Javier Dávila Durand, el sujeto. Un ser humano que es capaz de escribir poesía adquiere la inmortalidad. Un hombre, disculpen las feministas, que es capaz de encerrarse para liberar su pensamiento a través de la palabra merece no uno sino muchos homenajes. Un poeta, disculpen las poetisas, que ha escrito “CRÓNICA SOBRE LAS MUERTES DE PUCALLPA” merece que se escriba su nombre en todas las antologías. Más allá de todo eso, de todas las cosas que emprendió, ya es hora que en la ciudad de Iquitos se concrete un “paseo de los poetas” donde su nombre esté en primera fila. Necesitamos más poesía y menos hipocresía. Para ello tenemos que reescribir cuantas veces sea necesaria las creaciones de todos aquellos que, como Javier, han inmortalizado con palabras lo cotidiano. Hoy que se le rindió homenaje es bueno que no se quede en discursos y de la palabra, a veces fácil, se pase a la profunda, como los poemas de él y de sus antecesores y sucesores.
A la distancia he podido acercarme a la obra de Dávila. Quizás esa misma distancia que él ahora tiene entre su memoria y la resaca de todo lo vivido. El Alzheimer, señores, está destrozando la mente -y con ello el cuerpo y alma- de ese hombre que hizo de la mayoría de su vida una eterna poesía. Dirán que exagero. Y no podré negarlo. Como tampoco podrán negarlo quienes nunca lo valoraron. Aquí toda exageración no es una ofensa. Tampoco una defensa. En estos días de homenaje tardío y cuando quizás ya haya llegado el hastío a la vida de Javier, he recordado sus lecturas, sus poemas y su caminar pausado por las calles del mundo. Y en ese andar, releyendo su poesía, he tropezado nuevamente con Shólojov, el grande y olvidado escritor ruso.

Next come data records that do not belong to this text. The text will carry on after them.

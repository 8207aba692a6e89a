//! EPUB 2 NCX navigation documents
//!
//! NCX files are parsed as XML first. Real-world files often carry HTML
//! named entities (`&nbsp;`, `&mdash;`) or broken nesting that strict XML
//! rejects; those are re-read with the HTML parser, which decodes entities
//! and recovers structure.

use super::{PageTarget, UNTITLED_SECTION};
use crate::error::NavigationError;
use crate::types::NavEntry;
use roxmltree::{Document, Node, ParsingOptions};
use tracing::warn;

fn parse_document<'a>(content: &'a str, name: &str) -> Result<Document<'a>, NavigationError> {
    // NCX files commonly carry a DOCTYPE
    let options = ParsingOptions {
        allow_dtd: true,
        ..ParsingOptions::default()
    };
    Document::parse_with_options(content.trim_start(), options).map_err(|e| {
        NavigationError::Malformed {
            name: name.to_string(),
            reason: e.to_string(),
        }
    })
}

/// Parse the `navMap` into an entry tree
pub fn parse_nav_map(content: &str, name: &str) -> Result<Vec<NavEntry>, NavigationError> {
    let document = match parse_document(content, name) {
        Ok(document) => document,
        Err(err) => {
            let entries = lenient::nav_map(content);
            if entries.is_empty() {
                return Err(err);
            }
            warn!("{}, recovered {} entries", err, entries.len());
            return Ok(entries);
        }
    };

    let Some(nav_map) = document
        .descendants()
        .find(|node| is_named(node, "navMap"))
    else {
        warn!("Could not find <navMap> in {}", name);
        return Ok(Vec::new());
    };

    Ok(child_elements(nav_map, "navPoint")
        .map(parse_nav_point)
        .collect())
}

/// Parse the `pageList` into page targets
///
/// `None` when the NCX has no `pageList`.
pub fn parse_page_list(
    content: &str,
    name: &str,
) -> Result<Option<Vec<PageTarget>>, NavigationError> {
    let document = match parse_document(content, name) {
        Ok(document) => document,
        Err(err) => {
            let Some(targets) = lenient::page_list(content) else {
                return Err(err);
            };
            warn!("{}, recovered {} page targets", err, targets.len());
            return Ok(Some(targets));
        }
    };

    let Some(page_list) = document
        .descendants()
        .find(|node| is_named(node, "pageList"))
    else {
        return Ok(None);
    };

    let targets = page_list
        .descendants()
        .filter(|node| is_named(node, "pageTarget"))
        .filter_map(|target| {
            let label = label_text(target)?;
            let src = content_src(target)?;
            (!label.is_empty()).then_some(PageTarget { label, src })
        })
        .collect();
    Ok(Some(targets))
}

fn parse_nav_point(node: Node<'_, '_>) -> NavEntry {
    let title = label_text(node).unwrap_or_else(|| UNTITLED_SECTION.to_string());
    let mut entry = NavEntry::new(title, content_src(node));
    for child in child_elements(node, "navPoint") {
        entry.add_child(parse_nav_point(child));
    }
    entry
}

/// Text of the direct `navLabel/text` child
fn label_text(node: Node<'_, '_>) -> Option<String> {
    let label = child_elements(node, "navLabel").next()?;
    let text = child_elements(label, "text").next()?;
    let raw: String = text
        .descendants()
        .filter(Node::is_text)
        .filter_map(|n| n.text())
        .collect();
    Some(raw.split_whitespace().collect::<Vec<_>>().join(" "))
}

/// `src` of the direct `content` child
fn content_src(node: Node<'_, '_>) -> Option<String> {
    child_elements(node, "content")
        .next()
        .and_then(|content| content.attribute("src"))
        .map(str::trim)
        .filter(|src| !src.is_empty())
        .map(str::to_string)
}

fn child_elements<'a, 'input>(
    node: Node<'a, 'input>,
    name: &'static str,
) -> impl Iterator<Item = Node<'a, 'input>> {
    node.children().filter(move |child| is_named(child, name))
}

/// Match on local name so both namespaced and bare NCX files work
fn is_named(node: &Node<'_, '_>, name: &str) -> bool {
    node.is_element() && node.tag_name().name() == name
}

/// HTML parser fallback for NCX files that are not well-formed XML
///
/// Element names come back lowercased, and a self-closed `<content/>` stays
/// open until its parent closes, so nested points can end up inside it.
/// Ownership is therefore decided by the nearest enclosing `navPoint` (or
/// `pageTarget`/list root) rather than by direct parenthood.
mod lenient {
    use super::super::{PageTarget, UNTITLED_SECTION};
    use crate::types::NavEntry;
    use scraper::{ElementRef, Html};

    const OWNERS: &[&str] = &["navmap", "navpoint", "pagelist", "pagetarget"];

    pub fn nav_map(content: &str) -> Vec<NavEntry> {
        let document = Html::parse_document(content);
        let Some(nav_map) = named(document.root_element(), "navmap").next() else {
            return Vec::new();
        };
        let entries = owned(nav_map, "navpoint").map(nav_point).collect();
        entries
    }

    pub fn page_list(content: &str) -> Option<Vec<PageTarget>> {
        let document = Html::parse_document(content);
        let page_list = named(document.root_element(), "pagelist").next()?;
        let targets = named(page_list, "pagetarget")
            .filter_map(|target| {
                let label = label_text(target)?;
                let src = content_src(target)?;
                (!label.is_empty()).then_some(PageTarget { label, src })
            })
            .collect();
        Some(targets)
    }

    fn nav_point(point: ElementRef<'_>) -> NavEntry {
        let title = label_text(point).unwrap_or_else(|| UNTITLED_SECTION.to_string());
        let mut entry = NavEntry::new(title, content_src(point));
        for child in owned(point, "navpoint") {
            entry.add_child(nav_point(child));
        }
        entry
    }

    fn label_text(owner: ElementRef<'_>) -> Option<String> {
        let label = owned(owner, "navlabel").next()?;
        let text = named(label, "text").next()?;
        let raw: String = text.text().collect();
        Some(raw.split_whitespace().collect::<Vec<_>>().join(" "))
    }

    fn content_src(owner: ElementRef<'_>) -> Option<String> {
        owned(owner, "content")
            .find_map(|content| content.value().attr("src"))
            .map(str::trim)
            .filter(|src| !src.is_empty())
            .map(str::to_string)
    }

    fn named<'a>(
        element: ElementRef<'a>,
        name: &'static str,
    ) -> impl Iterator<Item = ElementRef<'a>> {
        element
            .descendants()
            .skip(1)
            .filter_map(ElementRef::wrap)
            .filter(move |el| el.value().name().eq_ignore_ascii_case(name))
    }

    /// Descendants named `name` whose nearest owning element is `owner`
    fn owned<'a>(
        owner: ElementRef<'a>,
        name: &'static str,
    ) -> impl Iterator<Item = ElementRef<'a>> {
        named(owner, name).filter(move |el| nearest_owner(*el) == Some(owner))
    }

    fn nearest_owner(element: ElementRef<'_>) -> Option<ElementRef<'_>> {
        element
            .ancestors()
            .filter_map(ElementRef::wrap)
            .find(|ancestor| {
                OWNERS
                    .iter()
                    .any(|owner| ancestor.value().name().eq_ignore_ascii_case(owner))
            })
    }
}

#[cfg(test)]
mod tests {
    use super::*;

    const NCX: &str = r#"<?xml version="1.0" encoding="UTF-8"?>
<!DOCTYPE ncx PUBLIC "-//NISO//DTD ncx 2005-1//EN" "http://www.daisy.org/z3986/2005/ncx-2005-1.dtd">
<ncx xmlns="http://www.daisy.org/z3986/2005/ncx/" version="2005-1">
  <head><meta name="dtb:uid" content="id"/></head>
  <docTitle><text>Book</text></docTitle>
  <navMap>
    <navPoint id="n1" playOrder="1">
      <navLabel><text>Chapter 1</text></navLabel>
      <content src="ch1.xhtml"/>
      <navPoint id="n1a" playOrder="2">
        <navLabel><text>Scene  A</text></navLabel>
        <content src="ch1.xhtml#a"/>
      </navPoint>
    </navPoint>
    <navPoint id="n2" playOrder="3">
      <navLabel><text>Part Two</text></navLabel>
    </navPoint>
  </navMap>
  <pageList>
    <pageTarget id="p1" type="front" value="1">
      <navLabel><text>xi</text></navLabel>
      <content src="ch1.xhtml#pxi"/>
    </pageTarget>
    <pageTarget id="p2" type="normal" value="2">
      <navLabel><text>1</text></navLabel>
      <content src="ch1.xhtml#p1"/>
    </pageTarget>
    <pageTarget id="p3" type="normal" value="3">
      <navLabel><text>2</text></navLabel>
    </pageTarget>
  </pageList>
</ncx>"#;

    #[test]
    fn test_parse_nav_map() {
        let entries = parse_nav_map(NCX, "toc.ncx").unwrap();
        assert_eq!(entries.len(), 2);
        assert_eq!(entries[0].title, "Chapter 1");
        assert_eq!(entries[0].src.as_deref(), Some("ch1.xhtml"));
        assert_eq!(entries[0].children[0].title, "Scene A");
        assert_eq!(entries[0].children[0].src.as_deref(), Some("ch1.xhtml#a"));
        assert_eq!(entries[1].title, "Part Two");
        assert_eq!(entries[1].src, None);
    }

    #[test]
    fn test_parse_page_list() {
        let targets = parse_page_list(NCX, "toc.ncx").unwrap().unwrap();
        let labels: Vec<&str> = targets.iter().map(|t| t.label.as_str()).collect();
        assert_eq!(labels, vec!["xi", "1"]);
        assert_eq!(targets[0].src, "ch1.xhtml#pxi");
    }

    #[test]
    fn test_missing_sections() {
        let bare = r#"<ncx><docTitle><text>x</text></docTitle></ncx>"#;
        assert!(parse_nav_map(bare, "toc.ncx").unwrap().is_empty());
        assert!(parse_page_list(bare, "toc.ncx").unwrap().is_none());
    }

    #[test]
    fn test_html_entities_in_labels() {
        let ncx = r#"<ncx xmlns="http://www.daisy.org/z3986/2005/ncx/"><navMap>
            <navPoint id="n1"><navLabel><text>Chapter&nbsp;One</text></navLabel><content src="a.xhtml"/>
                <navPoint id="n1a"><navLabel><text>Dawn &mdash; Dusk</text></navLabel><content src="a.xhtml#d"/></navPoint>
            </navPoint>
            <navPoint id="n2"><navLabel><text>Two</text></navLabel><content src="b.xhtml"/></navPoint>
        </navMap>
        <pageList><pageTarget id="p1"><navLabel><text>i&nbsp;</text></navLabel><content src="a.xhtml#pi"/></pageTarget></pageList>
        </ncx>"#;

        let entries = parse_nav_map(ncx, "toc.ncx").unwrap();
        assert_eq!(entries.len(), 2);
        assert_eq!(entries[0].title, "Chapter One");
        assert_eq!(entries[0].src.as_deref(), Some("a.xhtml"));
        assert_eq!(entries[0].children.len(), 1);
        assert_eq!(entries[0].children[0].title, "Dawn \u{2014} Dusk");
        assert_eq!(entries[0].children[0].src.as_deref(), Some("a.xhtml#d"));
        assert_eq!(entries[1].title, "Two");
        assert!(entries[1].children.is_empty());

        let targets = parse_page_list(ncx, "toc.ncx").unwrap().unwrap();
        assert_eq!(
            targets,
            vec![PageTarget {
                label: "i".to_string(),
                src: "a.xhtml#pi".to_string(),
            }]
        );
    }

    #[test]
    fn test_malformed_ncx() {
        let err = parse_nav_map("<ncx><navMap>", "broken.ncx").unwrap_err();
        assert!(matches!(err, NavigationError::Malformed { ref name, .. } if name == "broken.ncx"));
    }
}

Hay un libro que pasa desapercibido con título llamativo y que cayó en mis manos por mis años de estudiante juvenil: Ellos lucharon por la patria, del escritor ruso Shólojov que, en una de sus páginas, se deja leer: “¡Era todo fuego ese muchacho! Un verdadero secretario del Komsomol, como no había otro en el regimiento. ¿Qué digo en el regimiento? ¡En la unidad más grande! ¡Y como incendió el tanque! Este ya le había aplastado, enterrándole medio cuerpo; le había machacado todo el pecho… Le brotaba sangre de la boca, yo mismo lo vi, y él se incorporó en la trinchera, muerto ya, con el último aliento, y lanzó la botella… ¡Lo incendió! (…).» Se refiere al joven Kochetígov, todo un símbolo en la revolución rusa. El autor narra cómo es que se salvó a la patria, entendiéndose la misma no como un pedazo de territorio sino como un sentimiento de pertenencia colectiva para encontrar el bien común, también colectivo.
Para quien escribe estos “Caminos de la vida” Dávila y Shólojov tienen no sólo el buen escribir en común. Quizás, también, el olvido sea lo que marcó parte de sus vidas.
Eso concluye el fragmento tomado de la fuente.